[Start of Attachment]
//! Structured explanation of a ranked list.
//!
//! [`ExplanationContext`] is rich enough to drive either an external
//! [`NarrativeGenerator`] or the deterministic templates in this module.

mod analysis;
mod fallback;
mod scenario;

pub use analysis::{
    ComparisonVerdict, CostLeader, CriterionAnalysis, CrossMatchPatterns, Insight,
    MatchBreakdown, PerformanceLevel, PriorityLeader, ProfileSummary, TopComparison,
};
pub use fallback::{fallback_highlights, fallback_summary};
pub use scenario::{
    detect_scenario, follow_up_questions, FollowUpQuestion, MissedPriority, QuestionOption,
    Scenario, ScenarioKind, Urgency,
};

use serde::{Deserialize, Serialize};

use super::domain::{PreferenceSet, ScoredMatch};

#[derive(Debug, Clone, PartialEq, Serialize)]
pub struct ExplanationContext {
    pub profile: ProfileSummary,
    pub matches: Vec<MatchBreakdown>,
    pub patterns: CrossMatchPatterns,
    pub comparison: Option<TopComparison>,
    pub scenario: Scenario,
}

impl ExplanationContext {
    /// Builds the explanation for a list that is already sorted best first.
    pub fn build(matches: &[ScoredMatch], preferences: &PreferenceSet) -> Self {
        let breakdowns: Vec<MatchBreakdown> = matches
            .iter()
            .enumerate()
            .map(|(index, entry)| MatchBreakdown::build(index + 1, entry, preferences))
            .collect();
        let patterns = CrossMatchPatterns::build(&breakdowns, matches);

        Self {
            profile: ProfileSummary::build(preferences),
            comparison: TopComparison::build(matches),
            scenario: detect_scenario(matches, preferences),
            matches: breakdowns,
            patterns,
        }
    }
}

/// Three short takeaways shown next to the ranking.
#[derive(Debug, Clone, PartialEq, Eq, Serialize, Deserialize)]
pub struct Highlights {
    pub key_insight: String,
    pub trade_offs: String,
    pub priority_analysis: String,
}

/// External prose generator. Callers substitute the templated fallbacks on
/// any error.
pub trait NarrativeGenerator: Send + Sync {
    fn summarize(&self, context: &ExplanationContext) -> Result<String, NarrativeError>;
    fn highlights(&self, context: &ExplanationContext) -> Result<Highlights, NarrativeError>;
}

#[derive(Debug, thiserror::Error)]
pub enum NarrativeError {
    #[error("narrative generator unavailable: {0}")]
    Unavailable(String),
    #[error("narrative generator timed out")]
    TimedOut,
}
[End of Attachment]
Work request
Only the lines from the one holding "1, entry, preferences))" through the end of the records should appear in the answer, each repeated exactly.

Answer area
            .map(|(index, entry)| MatchBreakdown::build(index + 1, entry, preferences))
            .collect();
        let patterns = CrossMatchPatterns::build(&breakdowns, matches);

        Self {
            profile: ProfileSummary::build(preferences),
            comparison: TopComparison::build(matches),
            scenario: detect_scenario(matches, preferences),
            matches: breakdowns,
            patterns,
        }
    }
}

/// Three short takeaways shown next to the ranking.
#[derive(Debug, Clone, PartialEq, Eq, Serialize, Deserialize)]
pub struct Highlights {
    pub key_insight: String,
    pub trade_offs: String,
    pub priority_analysis: String,
}

/// External prose generator. Callers substitute the templated fallbacks on
/// any error.
pub trait NarrativeGenerator: Send + Sync {
    fn summarize(&self, context: &ExplanationContext) -> Result<String, NarrativeError>;
    fn highlights(&self, context: &ExplanationContext) -> Result<Highlights, NarrativeError>;
}

#[derive(Debug, thiserror::Error)]
pub enum NarrativeError {
    #[error("narrative generator unavailable: {0}")]
    Unavailable(String),
    #[error("narrative generator timed out")]
    TimedOut,
}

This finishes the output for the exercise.